Стремление к единству, однако, имело и более прагматические причины. Россия была для белорусской промышленности и главным рынком сбыта, и важнейшим источником сырья, а также комплектующих деталей. В 60-70-е гг. в составе СССР Белоруссия формировалась как «сборочный цех страны». Объединение с Россией позволило бы белорусской промышленности сохранить высокие темпы и закрепиться на международном рынке. Российские элиты по вопросу интеграции были разделены. Финансовый капитал, компрадоры, топливно-энергетический и информационно-пропагандистский комплекс были категорически против. Промышленники, напротив, мечтали об интеграции.
В принципе ни один политик в России не мог публично заявить, что он против объединения с братской республикой. Потому борьба против интеграции велась двумя путями. С одной стороны, либеральная пресса использовала классический прием подмены тезиса, агитируя против сотрудничества с «диктатором Лукашенко». С другой стороны, чиновники использовали прием бюрократического саботажа, когда все белорусские инициативы вязли в бесконечных согласованиях и, в конечном счете, выхолащивались. Наконец, русскому обывателю пытались втолковать, что после объединения он должен будет субсидировать социальные гарантии белорусов. Несмотря на это, популярность идеи объединения в России только росла, а авторитет Лукашенко повышался.

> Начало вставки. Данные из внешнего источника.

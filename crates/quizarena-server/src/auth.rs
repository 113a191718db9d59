//! Password hashing, the session cookie and the authenticated-user
//! extractor.

use std::sync::Arc;

use axum::async_trait;
use axum::extract::FromRequestParts;
use axum::http::header::COOKIE;
use axum::http::request::Parts;
use axum::http::HeaderMap;
use argon2::password_hash::rand_core::OsRng;
use argon2::password_hash::{PasswordHash, PasswordHasher as _, PasswordVerifier, SaltString};
use argon2::{Algorithm, Argon2, Params, Version};
use chrono::Utc;
use rand::RngCore;

use quizarena_shared::constants::SESSION_COOKIE;
use quizarena_shared::types::UserId;

use crate::api::AppState;
use crate::error::ApiError;

// ---------------------------------------------------------------------------
// Password hashing
// ---------------------------------------------------------------------------

/// Turns plaintext passwords into stored hashes and checks them back.
pub trait PasswordHasher: Send + Sync {
    fn hash(&self, password: &str) -> Result<String, ApiError>;
    fn verify(&self, password: &str, stored: &str) -> bool;

    /// A valid hash of no real password. Logins for unknown emails verify
    /// against it so they cost the same as logins for known ones.
    fn dummy_hash(&self) -> &str;
}

/// Argon2id with PHC-string storage (`$argon2id$v=19$m=...`).
pub struct Argon2Hasher {
    argon2: Argon2<'static>,
    dummy: String,
}

impl Argon2Hasher {
    pub fn new(params: Params) -> Result<Self, ApiError> {
        let argon2 = Argon2::new(Algorithm::Argon2id, Version::V0x13, params);
        let mut hasher = Self {
            argon2,
            dummy: String::new(),
        };
        let mut filler = [0u8; 16];
        rand::thread_rng().fill_bytes(&mut filler);
        hasher.dummy = hasher.hash(&hex::encode(filler))?;
        Ok(hasher)
    }

    /// The argon2 crate's recommended cost (19 MiB, 2 passes).
    pub fn recommended() -> Result<Self, ApiError> {
        Self::new(Params::default())
    }
}

impl PasswordHasher for Argon2Hasher {
    fn hash(&self, password: &str) -> Result<String, ApiError> {
        let salt = SaltString::generate(&mut OsRng);
        self.argon2
            .hash_password(password.as_bytes(), &salt)
            .map(|hash| hash.to_string())
            .map_err(|e| ApiError::Internal(format!("password hashing failed: {e}")))
    }

    fn verify(&self, password: &str, stored: &str) -> bool {
        match PasswordHash::new(stored) {
            Ok(parsed) => self
                .argon2
                .verify_password(password.as_bytes(), &parsed)
                .is_ok(),
            Err(_) => false,
        }
    }

    fn dummy_hash(&self) -> &str {
        &self.dummy
    }
}

/// Minimum argon2 cost so tests stay fast.
#[cfg(test)]
pub(crate) fn cheap_hasher() -> Argon2Hasher {
    Argon2Hasher::new(Params::new(8, 1, 1, None).unwrap()).unwrap()
}

/// Hash on the blocking pool; argon2 is deliberately slow.
pub async fn hash_password(
    hasher: Arc<dyn PasswordHasher>,
    password: String,
) -> Result<String, ApiError> {
    tokio::task::spawn_blocking(move || hasher.hash(&password))
        .await
        .map_err(|e| ApiError::Internal(format!("hashing task failed: {e}")))?
}

/// Check `password` against `stored`, or against the dummy hash when there
/// is no account, on the blocking pool.
pub async fn verify_password(
    hasher: Arc<dyn PasswordHasher>,
    password: String,
    stored: Option<String>,
) -> Result<bool, ApiError> {
    tokio::task::spawn_blocking(move || match stored {
        Some(stored) => hasher.verify(&password, &stored),
        None => {
            hasher.verify(&password, hasher.dummy_hash());
            false
        }
    })
    .await
    .map_err(|e| ApiError::Internal(format!("verify task failed: {e}")))
}

// ---------------------------------------------------------------------------
// Session cookie
// ---------------------------------------------------------------------------

/// `Set-Cookie` value that installs a session token.
pub fn session_cookie(token: &str, max_age_secs: i64, secure: bool) -> String {
    let mut cookie = format!(
        "{SESSION_COOKIE}={token}; HttpOnly; SameSite=Lax; Path=/; Max-Age={max_age_secs}"
    );
    if secure {
        cookie.push_str("; Secure");
    }
    cookie
}

/// `Set-Cookie` value that removes the session cookie.
pub fn clear_session_cookie(secure: bool) -> String {
    session_cookie("", 0, secure)
}

/// Find the session token among the request's `Cookie` headers.
pub fn session_token(headers: &HeaderMap) -> Option<String> {
    headers
        .get_all(COOKIE)
        .iter()
        .filter_map(|v| v.to_str().ok())
        .flat_map(|v| v.split(';'))
        .filter_map(|pair| pair.trim().split_once('='))
        .find(|(name, value)| *name == SESSION_COOKIE && !value.is_empty())
        .map(|(_, value)| value.to_string())
}

// ---------------------------------------------------------------------------
// Extractor
// ---------------------------------------------------------------------------

/// The caller behind a valid, unexpired session cookie.
///
/// Rejects with 401 before the handler runs, so handlers never learn
/// anything about unauthenticated callers' targets.
#[derive(Debug, Clone)]
pub struct AuthUser {
    pub id: UserId,
    pub token: String,
}

#[async_trait]
impl FromRequestParts<AppState> for AuthUser {
    type Rejection = ApiError;

    async fn from_request_parts(parts: &mut Parts, state: &AppState) -> Result<Self, ApiError> {
        let token = session_token(&parts.headers).ok_or_else(ApiError::unauthorized)?;

        let user = {
            let db = state.db.lock().await;
            db.session_user(&token, Utc::now())?
        };

        match user {
            Some(id) => Ok(AuthUser { id, token }),
            None => Err(ApiError::unauthorized()),
        }
    }
}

Возникала парадоксальная ситуация — Чечня стремилась отделиться от России, но ее не отпускали, а Белоруссия стремилась к России присоединиться, но ее не допускали. Средства, затраченные на две чеченские войны, были вполне достаточными, чтобы несколько раз оплатить все расходы, связанные с интеграцией, но Кремль предпочитал бомбить и разрушать, а не строить и восстанавливать.

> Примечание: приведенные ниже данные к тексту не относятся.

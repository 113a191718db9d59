//! XP → rank mapping.
//!
//! The XP line is cut into 200-XP levels. Five tiers own five levels each and
//! the sixth tier, mastermind, owns a single open-ended level at the top.

use serde::{Deserialize, Serialize};

use crate::constants::XP_PER_LEVEL;

#[derive(Debug, Clone, Copy, PartialEq, Eq, Hash, PartialOrd, Ord, Serialize, Deserialize)]
#[serde(rename_all = "lowercase")]
pub enum RankTier {
    Beginner,
    Intermediate,
    Smart,
    Expert,
    Genius,
    Mastermind,
}

impl RankTier {
    pub fn display_name(&self) -> &'static str {
        match self {
            Self::Beginner => "Beginner",
            Self::Intermediate => "Intermediate",
            Self::Smart => "Smart",
            Self::Expert => "Expert",
            Self::Genius => "Genius",
            Self::Mastermind => "Mastermind",
        }
    }
}

impl std::fmt::Display for RankTier {
    fn fmt(&self, f: &mut std::fmt::Formatter<'_>) -> std::fmt::Result {
        f.write_str(self.display_name())
    }
}

struct TierSpec {
    tier: RankTier,
    color: &'static str,
    levels: u32,
}

const TIERS: [TierSpec; 6] = [
    TierSpec { tier: RankTier::Beginner, color: "#94A3B8", levels: 5 },
    TierSpec { tier: RankTier::Intermediate, color: "#38BDF8", levels: 5 },
    TierSpec { tier: RankTier::Smart, color: "#10B981", levels: 5 },
    TierSpec { tier: RankTier::Expert, color: "#A855F7", levels: 5 },
    TierSpec { tier: RankTier::Genius, color: "#F59E0B", levels: 5 },
    TierSpec { tier: RankTier::Mastermind, color: "#FFD700", levels: 1 },
];

/// Display band reported for XP beyond the last level.
const OVERFLOW_BAND: u32 = 1000;

/// A rank level derived from an XP total. Never stored.
#[derive(Debug, Clone, PartialEq, Eq, Serialize, Deserialize)]
#[serde(rename_all = "camelCase")]
pub struct RankInfo {
    pub tier: RankTier,
    pub level: u32,
    pub label: String,
    pub color: String,
    #[serde(rename = "minXP")]
    pub min_xp: u32,
    #[serde(rename = "maxXP")]
    pub max_xp: u32,
}

impl RankInfo {
    fn new(spec: &TierSpec, level: u32, min_xp: u32, max_xp: u32) -> Self {
        let label = if spec.tier == RankTier::Mastermind {
            spec.tier.display_name().to_string()
        } else {
            format!("{} {}", spec.tier.display_name(), level)
        };
        Self {
            tier: spec.tier,
            level,
            label,
            color: spec.color.to_string(),
            min_xp,
            max_xp,
        }
    }

    /// Position of this level on the whole ladder, starting at 0 for
    /// beginner 1. Strictly increasing with XP across level boundaries.
    pub fn ordinal(&self) -> u32 {
        let before: u32 = TIERS
            .iter()
            .take_while(|t| t.tier != self.tier)
            .map(|t| t.levels)
            .sum();
        before + self.level - 1
    }

    /// Fraction of the current band already earned, for progress bars.
    pub fn progress(&self, xp: u32) -> f64 {
        let width = self.max_xp.saturating_sub(self.min_xp);
        if width == 0 {
            return 1.0;
        }
        let done = xp.saturating_sub(self.min_xp) as f64 / width as f64;
        done.clamp(0.0, 1.0)
    }
}

/// Map an XP total to its rank level.
///
/// A level matches when `xp < max`, so a value sitting exactly on a boundary
/// belongs to the level above. The final mastermind level matches any XP
/// that reaches it; its `max_xp` is only a display denominator.
pub fn rank_from_xp(xp: u32) -> RankInfo {
    let mut floor = 0u32;
    for spec in &TIERS {
        for level in 1..=spec.levels {
            let max = floor + XP_PER_LEVEL;
            let is_ceiling = spec.tier == RankTier::Mastermind && level == spec.levels;
            if xp < max || is_ceiling {
                return RankInfo::new(spec, level, floor, max);
            }
            floor = max;
        }
    }

    // Unreachable while the table ends with mastermind, kept so the
    // function stays total if the table changes.
    let top = &TIERS[TIERS.len() - 1];
    RankInfo::new(top, 1, floor, floor + OVERFLOW_BAND)
}

/// Total number of levels on the ladder.
pub fn level_count() -> u32 {
    TIERS.iter().map(|t| t.levels).sum()
}
use quizarena_shared::constants::{RECENT_MATCHES_CAP, SEARCH_MIN_QUERY_LEN, STARTING_COINS};
use quizarena_shared::lifeline::starting_lifelines;
use quizarena_shared::protocol::{ProfileUpdate, UserSummary};
use quizarena_shared::types::UserId;

use crate::database::Database;
use crate::error::{Result, StoreError};
use crate::models::{
    encode_ts, not_found, now_utc, parse_json, parse_ts, parse_user_id, User,
};

const USER_COLUMNS: &str = "id, email, password_hash, name, xp, coins, wins, losses, \
     games_played, streak, lifelines, equipped_frame, equipped_theme, owned_frames, \
     owned_themes, owned_badges, recent_matches, sound_enabled, notifications_enabled, \
     name_changed_at, created_at";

В 1998-99 гг. ситуация изменилась. Крах рубля обеспечил оживление в промышленности, что резко повысило интерес к кооперации с белорусскими предприятиями. В то же время кремлевская элита, чувствуя, что ее время кончается, судорожно искала новую политическую формулу, которая позволила бы ей сохранить свое положение. Срочная интеграция с Белоруссией давала возможность создать «запасные аэродромы» для чиновников из президентской администрации на случай, если бы в Кремле их положение пошатнулось. В то же время союзные структуры надо было создавать быстро, до того, как в самой России начнутся неконтролируемые процессы. Статья 36 союзного договора, посвященная главе объединенного государства, была умышленно написана таким образом, что не исключала назначения на этот пост Ельцина уже после окончания его полномочий в качестве российского президента (если стороны «договорились»). В итоге Кремль начал в 1999 г. форсировать темпы интеграции точно таким же манером, каким в 1996-98 гг. сдерживал их.

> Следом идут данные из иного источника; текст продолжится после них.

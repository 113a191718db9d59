//! Server configuration loaded from environment variables.
//!
//! All settings have sensible defaults so the server can start with zero
//! configuration for local development.

use std::net::SocketAddr;
use std::path::PathBuf;

use quizarena_shared::constants::{APP_NAME, DEFAULT_HTTP_PORT};

/// Server configuration.
#[derive(Debug, Clone)]
pub struct ServerConfig {
    /// Socket address for the HTTP (axum) API server.
    /// Env: `HTTP_ADDR`
    /// Default: `0.0.0.0:8080`
    pub http_addr: SocketAddr,

    /// SQLite database file.
    /// Env: `DATABASE_PATH`
    /// Default: `./quizarena.db`
    pub database_path: PathBuf,

    /// Lifetime of a login session in days.
    /// Env: `SESSION_TTL_DAYS`
    /// Default: `30`
    pub session_ttl_days: i64,

    /// Whether the session cookie carries the `Secure` attribute.
    /// Env: `COOKIE_SECURE` (true/false)
    /// Default: `false`
    pub cookie_secure: bool,

    /// Whether new accounts can be created.
    /// Env: `REGISTRATION_OPEN` (true/false)
    /// Default: `true`
    pub registration_open: bool,

    /// Human-readable name reported by `/health`.
    /// Env: `INSTANCE_NAME`
    /// Default: `"Quiz Arena"`
    pub instance_name: String,

    /// Sustained register/login attempts per second per client IP.
    /// Env: `AUTH_RATE_PER_SEC`
    /// Default: `1.0`
    pub auth_rate_per_sec: f64,

    /// Burst of register/login attempts allowed per client IP.
    /// Env: `AUTH_RATE_BURST`
    /// Default: `10`
    pub auth_rate_burst: f64,
}

impl Default for ServerConfig {
    fn default() -> Self {
        Self {
            http_addr: ([0, 0, 0, 0], DEFAULT_HTTP_PORT).into(),
            database_path: PathBuf::from("./quizarena.db"),
            session_ttl_days: 30,
            cookie_secure: false,
            registration_open: true,
            instance_name: APP_NAME.to_string(),
            auth_rate_per_sec: 1.0,
            auth_rate_burst: 10.0,
        }
    }
}

impl ServerConfig {
    /// Load configuration from environment variables, falling back to defaults.
    pub fn from_env() -> Self {
        Self::from_vars(|key| std::env::var(key).ok())
    }

    /// Build a configuration from an arbitrary variable source.
    pub fn from_vars<F>(var: F) -> Self
    where
        F: Fn(&str) -> Option<String>,
    {
        let mut config = Self::default();

        if let Some(addr) = var("HTTP_ADDR") {
            match addr.parse::<SocketAddr>() {
                Ok(parsed) => config.http_addr = parsed,
                Err(_) => tracing::warn!(value = %addr, "Invalid HTTP_ADDR, using default"),
            }
        }

        if let Some(path) = var("DATABASE_PATH") {
            config.database_path = PathBuf::from(path);
        }

        if let Some(val) = var("SESSION_TTL_DAYS") {
            match val.parse::<i64>() {
                Ok(days) if days > 0 => config.session_ttl_days = days,
                _ => tracing::warn!(value = %val, "Invalid SESSION_TTL_DAYS, using default"),
            }
        }

        if let Some(val) = var("COOKIE_SECURE") {
            config.cookie_secure = val == "true" || val == "1";
        }

        if let Some(val) = var("REGISTRATION_OPEN") {
            config.registration_open = val != "false" && val != "0";
        }

        if let Some(name) = var("INSTANCE_NAME") {
            config.instance_name = name;
        }

        if let Some(val) = var("AUTH_RATE_PER_SEC") {
            match val.parse::<f64>() {
                Ok(rate) if rate > 0.0 => config.auth_rate_per_sec = rate,
                _ => tracing::warn!(value = %val, "Invalid AUTH_RATE_PER_SEC, using default"),
            }
        }

        if let Some(val) = var("AUTH_RATE_BURST") {
            match val.parse::<f64>() {
                Ok(burst) if burst >= 1.0 => config.auth_rate_burst = burst,
                _ => tracing::warn!(value = %val, "Invalid AUTH_RATE_BURST, using default"),
            }
        }

        // RUST_LOG is handled directly by tracing-subscriber's EnvFilter.

        config
    }

    pub fn session_ttl(&self) -> chrono::Duration {
        chrono::Duration::days(self.session_ttl_days)
    }
}

#[cfg(test)]
mod tests {
    use super::*;
    use std::collections::HashMap;

    fn from_map(pairs: &[(&str, &str)]) -> ServerConfig {
        let map: HashMap<String, String> = pairs
            .iter()
            .map(|(k, v)| (k.to_string(), v.to_string()))
            .collect();
        ServerConfig::from_vars(|key| map.get(key).cloned())
    }

    #[test]
    fn test_default_config() {
        let config = ServerConfig::default();
        assert_eq!(config.http_addr, ([0, 0, 0, 0], 8080).into());
        assert_eq!(config.session_ttl_days, 30);
        assert!(config.registration_open);
        assert!(!config.cookie_secure);
    }

    #[test]
    fn test_overrides() {
        let config = from_map(&[
            ("HTTP_ADDR", "127.0.0.1:9000"),
            ("DATABASE_PATH", "/tmp/qa.db"),
            ("SESSION_TTL_DAYS", "7"),
            ("COOKIE_SECURE", "true"),
            ("REGISTRATION_OPEN", "false"),
            ("AUTH_RATE_BURST", "3"),
        ]);
        assert_eq!(config.http_addr, ([127, 0, 0, 1], 9000).into());
        assert_eq!(config.database_path, PathBuf::from("/tmp/qa.db"));
        assert_eq!(config.session_ttl(), chrono::Duration::days(7));
        assert!(config.cookie_secure);
        assert!(!config.registration_open);
        assert_eq!(config.auth_rate_burst, 3.0);
    }

    #[test]
    fn test_invalid_values_keep_defaults() {
        let config = from_map(&[
            ("HTTP_ADDR", "not an address"),
            ("SESSION_TTL_DAYS", "-4"),
            ("AUTH_RATE_PER_SEC", "fast"),
        ]);
        assert_eq!(config.http_addr, ServerConfig::default().http_addr);
        assert_eq!(config.session_ttl_days, 30);
        assert_eq!(config.auth_rate_per_sec, 1.0);
    }
}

Беда в том, что серьезная интеграция была невозможна без радикального изменения социальных, экономических и политических структур в самой России. В этом, строго говоря, и состоял главный позитивный смысл союза с Белоруссией для русского общества. Перемены были необходимы и в Белоруссии, но если Минск готов был пройти свою часть пути, то в Москве даже не знали с чего начать.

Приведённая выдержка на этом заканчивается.